I suppose I will get Ascended armor at some point, but probably later than sooner. I’m more of a fan of being flexible with multiple sets of exotic armor than pigeonholed into one role and build. But zerker heavy couldn’t hurt, given how many heavy armor classes I play.

To my surprise though, one month of salvaging nearly everything in my inventory in the search for magic find has granted sufficient gossamer and orichalcum to get my armorsmith up to 500 without -too- much expenditure.

I am now also sitting on strange stats like a set of Asssassin’s, Giver’s, and Celestial armor because I had extra T6 mats for those. I suppose since I have them now, it might be fun to experiment with them for a while to feel the stat differences firsthand. They can be salvaged later for dark matter, it’s not like they’re worth anything on the TP at the moment. Now just to figure out if I should try them out on a guardian or a warrior…

Whatever. These are month long goals. They don’t have to be rushed by tomorrow, or before the fortnight is out.

(I have a sob story about 11 days of fractals – some days double or triple runs – with no volcanic fractal to complete the Fractured Living Story tab. Only on the 12th day was RNG kind to me…)

It’s time to enjoy Wintersday.

five copper hilarity
Best five copper spent. Ever.
dolyak distraction
Dolyak clone distraction!

GW2: New Shiny Armor

Shock, horror, a post that -isn’t- about WvW!

The last patch on Tuesday finally unbugged the Temple of Melandru and I could pick up two more pieces of the exotic armor I wanted.

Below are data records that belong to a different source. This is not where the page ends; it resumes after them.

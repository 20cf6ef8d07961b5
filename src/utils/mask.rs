//  See `create_bit_mask` and `BitMask`.
//
//  #   Why compute in `u64`?
//
//  Every `BitInteger` has a raw image in `u64`, and truncating a `u64` mask to a narrower integer yields precisely the
//  mask of that narrower integer. Computing in `u64` therefore requires a single implementation, which is `const`, and
//  is immune to the sign of the operand.
//
//  #   Why not `(1 << len) - 1`?
//
//  It overflows for `len == BITS`, whereas shifting the all-ones pattern right by `BITS - len` does not. The only
//  special case left is `len == 0`, for which the right shift would be by `BITS`.

use core::marker::PhantomData;

use crate::{api::BitInteger, utils::OutOfRangeError};

//
//  Runtime masks.
//

/// Returns the mask with exactly the bits `[pos, pos + len)` set.
///
/// An empty run, that is `len == 0`, yields an all-zeros mask, whatever `pos`.
///
/// #   Panics
///
/// In Debug, panics if `pos + len` is strictly greater than `T::BITS`, unless `len == 0`.
///
/// In Release, the result of an out-of-range run is unspecified.
///
/// #   Examples
///
/// ```
/// #   use bit_access::create_bit_mask;
/// assert_eq!(0x3E00, create_bit_mask::<u16>(9, 5));
/// assert_eq!(0, create_bit_mask::<u16>(15, 0));
/// assert_eq!(-1, create_bit_mask::<i32>(0, 32));
/// ```
#[inline]
#[track_caller]
pub fn create_bit_mask<T>(pos: u32, len: u32) -> T
where
    T: BitInteger,
{
    debug_assert!(fits(pos, len, T::BITS), "bit range out of range of the integer");

    T::from_raw(raw_mask(pos, len))
}

/// Returns the mask with exactly the bits `[pos, pos + len)` set, if the run fits in `T`.
///
/// #   Examples
///
/// ```
/// #   use bit_access::checked_create_bit_mask;
/// assert_eq!(Ok(0x3E00), checked_create_bit_mask::<u16>(9, 5));
/// assert!(checked_create_bit_mask::<u16>(12, 5).is_err());
/// ```
#[inline]
pub fn checked_create_bit_mask<T>(pos: u32, len: u32) -> Result<T, OutOfRangeError>
where
    T: BitInteger,
{
    check::<T>(pos, len)?;

    Ok(T::from_raw(raw_mask(pos, len)))
}

// mod runtime_tests

//
//  Compile-time masks.
//

/// The mask with exactly the bits `[POS, POS + LEN)` set, computed at compile time.
///
/// The mask is available as:
///
/// -   `RAW`, a `u64` constant, for any `T`.
/// -   `MASK`, a `T` constant, for any concrete `T`.
/// -   `mask()`, a `T`, for generic code.
///
/// #   Examples
///
/// ```
/// #   use bit_access::BitMask;
/// const SLICE: u16 = BitMask::<9, 5, u16>::MASK;
///
/// assert_eq!(0x3600, 0x37AB & SLICE);
///
/// //  Usable wherever a constant is required.
/// let table = [0u8; BitMask::<0, 4, u8>::RAW as usize];
///
/// assert_eq!(15, table.len());
/// ```
///
/// Any run which does not fit within `T` fails to build:
///
/// ```compile_fail
/// #   use bit_access::BitMask;
/// //  Bits [12, 17) do not fit in a `u16`.
/// let mask = BitMask::<12, 5, u16>::MASK;
/// ```
///
/// Any `T` which is not an integer fails to build:
///
/// ```compile_fail
/// #   use bit_access::BitMask;
/// let mask = BitMask::<0, 8, f32>::mask();
/// ```
pub struct BitMask<const POS: u32, const LEN: u32, T>(PhantomData<fn(T) -> T>);

impl<const POS: u32, const LEN: u32, T> BitMask<POS, LEN, T>
where
    T: BitInteger,
{
    /// The mask, as the raw image of a `T`.
    pub const RAW: u64 = {
        assert!(fits(POS, LEN, T::BITS), "bit range out of range of the integer");

        raw_mask(POS, LEN)
    };

    /// Returns the mask.
    #[inline]
    pub fn mask() -> T {
        T::from_raw(Self::RAW)
    }
}

macro_rules! impl_typed_mask {
    ($($int:ty),* $(,)?) => {
        $(
            impl<const POS: u32, const LEN: u32> BitMask<POS, LEN, $int> {
                /// The mask, as a constant of the integer type.
                pub const MASK: $int = Self::RAW as $int;
            }
        )*
    };
}

impl_typed_mask!(u8, u16, u32, u64, usize, i8, i16, i32, i64, isize);

#[cfg(test)]
mod compile_time_tests {
    use paste::paste;
    use seq_macro::seq;

    use super::*;

    macro_rules! typed_mask_tests {
        ($($int:ident),*) => {
            paste! {
                $(
                    #[test]
                    fn [<brush_ $int>]() {
                        let a = <$int>::from_raw(0x37AB);
                        let b = <$int>::from_raw(0xB7AB);

                        //  0011 0111 1010 1011 -> 0011 0110 0000 0000
                        assert_eq!(<$int>::from_raw(0x3600), BitMask::<9, 5, $int>::MASK & a);

                        //  0011 0111 1010 1011 -> 0000 0000 0000 0001
                        assert_eq!(<$int>::from_raw(0x0001), BitMask::<0, 1, $int>::MASK & a);

                        //  0011 0111 1010 1011 -> 0000 0000 0000 0000
                        assert_eq!(<$int>::from_raw(0x0000), BitMask::<0, 0, $int>::MASK & a);

                        //  1011 0111 1010 1011 -> 1000 0000 0000 0000
                        assert_eq!(<$int>::from_raw(0x8000), BitMask::<15, 1, $int>::MASK & b);

                        //  1011 0111 1010 1011 -> 0000 0000 0000 0000
                        assert_eq!(<$int>::from_raw(0x0000), BitMask::<15, 0, $int>::MASK & b);
                    }

                    #[test]
                    fn [<matches_runtime_ $int>]() {
                        seq!(P in 0..8 {
                            assert_eq!(create_bit_mask::<$int>(P, 1), BitMask::<P, 1, $int>::mask(), "{}", P);
                        });

                        seq!(L in 0..=8 {
                            assert_eq!(create_bit_mask::<$int>(0, L), BitMask::<0, L, $int>::mask(), "{}", L);
                        });

                        assert_eq!(create_bit_mask::<$int>(9, 5), BitMask::<9, 5, $int>::MASK);
                        assert_eq!(create_bit_mask::<$int>(0, 16), BitMask::<0, 16, $int>::MASK);
                        assert_eq!(create_bit_mask::<$int>(16, 0), BitMask::<16, 0, $int>::MASK);
                    }
                )*
            }
        };
    }

    typed_mask_tests!(u16, u32, u64, usize, i16, i32, i64, isize);

    #[test]
    fn raw() {
        assert_eq!(0x3E00, BitMask::<9, 5, u16>::RAW);
        assert_eq!(0x8000, BitMask::<15, 1, i16>::RAW);
        assert_eq!(0xFF, BitMask::<0, 8, i8>::RAW);
        assert_eq!(u64::MAX, BitMask::<0, 64, i64>::RAW);
        assert_eq!(0, BitMask::<8, 0, u8>::RAW);
    }

    #[test]
    fn typed_signed() {
        assert_eq!(i8::MIN, BitMask::<7, 1, i8>::MASK);
        assert_eq!(-1i32, BitMask::<0, 32, i32>::MASK);
        assert_eq!(i64::MIN, BitMask::<63, 1, i64>::MASK);
    }

    #[test]
    fn wide() {
        seq!(P in 0..=56 {
            assert_eq!(create_bit_mask::<u64>(P, 8), BitMask::<P, 8, u64>::MASK, "{}", P);
        });
    }
} // mod compile_time_tests

//
//  Implementation details
//

//  Raw mask of the bits `[pos, pos + len)`.
//
//  Out-of-range arguments wrap, rather than overflow.
pub(crate) const fn raw_mask(pos: u32, len: u32) -> u64 {
    if len == 0 {
        return 0;
    }

    let ones = u64::MAX.wrapping_shr(u64::BITS.wrapping_sub(len));

    ones.wrapping_shl(pos)
}

//  Whether the bits `[pos, pos + len)` fit in an integer of `bits` bits.
//
//  The empty run fits anywhere.
pub(crate) const fn fits(pos: u32, len: u32, bits: u32) -> bool {
    len == 0 || (len <= bits && pos <= bits - len)
}

//  Checks that the bits `[pos, pos + len)` fit in a `T`.
#[inline]
pub(crate) fn check<T>(pos: u32, len: u32) -> Result<(), OutOfRangeError>
where
    T: BitInteger,
{
    if fits(pos, len, T::BITS) {
        Ok(())
    } else {
        Err(OutOfRangeError { pos, len, bits: T::BITS })
    }
}

#[cfg(test)]
mod detail_tests {
    use super::*;

    #[test]
    fn fits_brush() {
        assert!(fits(0, 0, 8));
        assert!(fits(8, 0, 8));
        assert!(fits(100, 0, 8));
        assert!(fits(0, 8, 8));
        assert!(fits(7, 1, 8));

        assert!(!fits(8, 1, 8));
        assert!(!fits(0, 9, 8));
        assert!(!fits(1, 8, 8));
        assert!(!fits(u32::MAX, u32::MAX, 64));
    }

    #[test]
    fn raw_mask_brush() {
        assert_eq!(0, raw_mask(0, 0));
        assert_eq!(0, raw_mask(63, 0));
        assert_eq!(1, raw_mask(0, 1));
        assert_eq!(0x3E00, raw_mask(9, 5));
        assert_eq!(u64::MAX, raw_mask(0, 64));
        assert_eq!(1 << 63, raw_mask(63, 1));
    }
} // mod detail_tests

That left one more rare to replace with an exotic, and I sat down, bought the ectos and crafted it.

Now to worry about the jewelry and the weapons, the former of which are all green karma rewards and the latter yellow rares. The weapons will probably keep, the jewelry is a mite embarassing. I seriously have no idea how to make enough gold to buy them off the trading post, I’m a terrible money earner and spender. I’ll probably buckle down to craft up to jewelry 400 on an alt at some point, it earns xp after all, and the alts can make use of them too.

But that’s a goal that can be achieved in its own time.

I sat around for a bit, playing with my available dye colors and reminding myself of the simple joys outside of WvW.

Halp, a ghost!

So in one of those incredible moments, a celestial (white) dye was one of the first dyes to pop for me when opening an unidentified dye. I stared at it for a while, knowing how much white sells for in GW1… then on impulse, double-clicked it to own it.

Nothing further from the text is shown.